In the new study, researchers from the Max Planck Institute for Evolutionary Anthropology in Germany tested a type of communication that has not yet been researched. Instead of using gaze or gesture to indicate food, the experimenters used the direction of their voice.

In the first study, the experimenter stood behind an opaque wooden barrier and secretly placed food in one of two containers in front of the barrier. Twenty-four adult dogs of various breeds participted in the experiment. After hiding the food, the experimenter crouched behind the barrier, out of sight of the canine research subject, and turned his or her face toward the treat-filled container, saying, "Oh, look, look there, this is great!"

The dog's handler then released the dog, and the researchers recorded which box it headed toward.

In an average of 7.6 out of 12 tries, the dogs went right to the food-containing box — even though follow-up experiments proved they could not smell the food, nor were they responding to cues like the experimenter's rustling behind the barrier. When the experimenter directed his or her voice to the back wall instead of toward either container, the dogs could not accurately guess the location of the food.

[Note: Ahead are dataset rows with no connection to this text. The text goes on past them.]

//! Build manifest entries
//!
//! Downstream builders key every build unit by a checksum of its members, so
//! the same set of packages always maps to the same cache entry no matter
//! how the listing was ordered.

use indexmap::IndexMap;
use serde::Serialize;
use sha2::{Digest, Sha256};

use crate::strategy::traits::Group;

/// One buildable unit
#[derive(Debug, Clone, PartialEq, Eq, Serialize)]
pub struct ManifestEntry {
    #[serde(rename = "type")]
    pub kind: String,
    pub packages: Vec<String>,
    /// Filesystem-safe name of each package, in `packages` order
    pub labels: Vec<String>,
}

impl ManifestEntry {
    pub fn new(kind: &str, packages: Vec<String>) -> Self {
        Self {
            kind: kind.to_string(),
            labels: packages.iter().map(|p| simplify_url(p)).collect(),
            packages,
        }
    }
}

/// Build units keyed by package checksum, in grouping order
#[derive(Debug, Clone, Default, PartialEq, Eq, Serialize)]
#[serde(transparent)]
pub struct Manifest {
    entries: IndexMap<String, ManifestEntry>,
}

impl Manifest {
    pub fn new() -> Self {
        Self::default()
    }

    /// Build a manifest from grouping output. Groups with the same member set
    /// collapse into one entry.
    pub fn from_groups(kind: &str, groups: Vec<Group>) -> Self {
        let mut manifest = Self::new();
        for group in groups {
            manifest.add(kind, group);
        }
        manifest
    }

    /// Add a unit under the checksum of its packages, returning the id
    pub fn add(&mut self, kind: &str, packages: Vec<String>) -> String {
        let id = checksum_packages(&packages);
        self.entries
            .insert(id.clone(), ManifestEntry::new(kind, packages));
        id
    }

    pub fn get(&self, id: &str) -> Option<&ManifestEntry> {
        self.entries.get(id)
    }

    pub fn len(&self) -> usize {
        self.entries.len()
    }

    pub fn is_empty(&self) -> bool {
        self.entries.is_empty()
    }
}

/// Order-independent SHA-256 over a set of package identifiers
pub fn checksum_packages(packages: &[String]) -> String {
    let mut sorted: Vec<&str> = packages.iter().map(String::as_str).collect();
    sorted.sort_unstable();

    let mut hasher = Sha256::new();
    for package in sorted {
        hasher.update(package.as_bytes());
    }
    format!("{:x}", hasher.finalize())
}

/// Replace everything outside `[A-Za-z0-9_.-]` with `-`, one dash per
/// character, for use in file and bundle names.
pub fn simplify_url(url: &str) -> String {
    url.chars()
        .map(|c| {
            if c.is_ascii_alphanumeric() || matches!(c, '_' | '.' | '-') {
                c
            } else {
                '-'
            }
        })
        .collect()
}

#[cfg(test)]
mod tests {
    use super::*;
    use rstest::rstest;

    fn strings(items: &[&str]) -> Vec<String> {
        items.iter().map(|s| s.to_string()).collect()
    }

    #[test]
    fn checksum_is_independent_of_member_order() {
        assert_eq!(
            checksum_packages(&strings(&["a.deb", "b.deb"])),
            checksum_packages(&strings(&["b.deb", "a.deb"]))
        );
        assert_ne!(
            checksum_packages(&strings(&["a.deb", "b.deb"])),
            checksum_packages(&strings(&["a.deb", "c.deb"]))
        );
    }

    #[test]
    fn checksum_of_empty_set_is_sha256_of_nothing() {
        assert_eq!(
            checksum_packages(&[]),
            "e3b0c44298fc1c149afbf4c8996fb92427ae41e4649b934ca495991b7852b855"
        );
    }

    #[test]
    fn from_groups_keys_entries_by_checksum() {
        let groups = vec![strings(&["k.deb", "h.deb"]), strings(&["k.deb", "h2.deb"])];

        let manifest = Manifest::from_groups("debian", groups);

        assert_eq!(manifest.len(), 2);
        let id = checksum_packages(&strings(&["h.deb", "k.deb"]));
        assert_eq!(
            manifest.get(&id),
            Some(&ManifestEntry {
                kind: "debian".to_string(),
                packages: strings(&["k.deb", "h.deb"]),
                labels: strings(&["k.deb", "h.deb"]),
            })
        );
    }

    #[test]
    fn identical_member_sets_collapse() {
        let groups = vec![strings(&["a", "b"]), strings(&["b", "a"])];

        let manifest = Manifest::from_groups("single", groups);

        assert_eq!(manifest.len(), 1);
    }

    #[test]
    fn labels_are_filesystem_safe_package_names() {
        let entry = ManifestEntry::new(
            "minikube",
            strings(&[
                "https://storage/v1.24.0/linux_defconfig?kernel=4.19.202",
                "https://cdn.kernel.org/pub/linux/kernel/v4.x/linux-4.19.202.tar.xz",
            ]),
        );

        assert_eq!(
            entry.labels,
            vec![
                "https---storage-v1.24.0-linux_defconfig-kernel-4.19.202",
                "https---cdn.kernel.org-pub-linux-kernel-v4.x-linux-4.19.202.tar.xz",
            ]
        );
    }

    #[test]
    fn serializes_as_id_keyed_object() {
        let mut manifest = Manifest::new();
        let id = manifest.add("cos", strings(&["dir/kernel-src.tar.gz"]));

        let value = serde_json::to_value(&manifest).unwrap();

        assert_eq!(
            value,
            serde_json::json!({
                id: {
                    "type": "cos",
                    "packages": ["dir/kernel-src.tar.gz"],
                    "labels": ["dir-kernel-src.tar.gz"]
                }
            })
        );
    }

    #[rstest]
    #[case("", "")]
    #[case("popcorn", "popcorn")]
    #[case("hello world", "hello-world")]
    #[case("  hello  world  ", "--hello--world--")]
    #[case(
        "https://github.com/stackrox/kernel-packer",
        "https---github.com-stackrox-kernel-packer"
    )]
    #[case("Keep popping those 🌽 🤔 kernels", "Keep-popping-those-----kernels")]
    #[case("multi\nline\nstring", "multi-line-string")]
    fn simplify_url_replaces_unsafe_characters(#[case] input: &str, #[case] expected: &str) {
        assert_eq!(simplify_url(input), expected);
    }
}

These results were as good or better than those seen in previous research with human infants, the researchers reported today (May 6) in the journal Proceedings of the Royal Society B.

Puppy smarts

The first series of experiments made clear that dogs could follow the direction of a person's voice. But was this talent learned or innate?

To find out, the researchers recruited 16 puppies, ages 8 to 14 weeks, and subjected them to the same test. These puppies, being young, had limited training and limited interactions with humans. Nevertheless, they were actually slightly better at following the direction of a person's voice than the adult dogs: The puppies found the food an average of 8.1 out of every 12 tries. 

Adult dogs, however, tended to use the voice cue correctly from the beginning, performing just as well on their first try as on their last. Puppies often took a few tries to catch on. The puppies that had experienced more socialization with humans did better than those with limited human interactions.

"It is likely that the skill reported in this study is learned, though very quickly and through a minimal amount of exposure to humans," the researchers wrote.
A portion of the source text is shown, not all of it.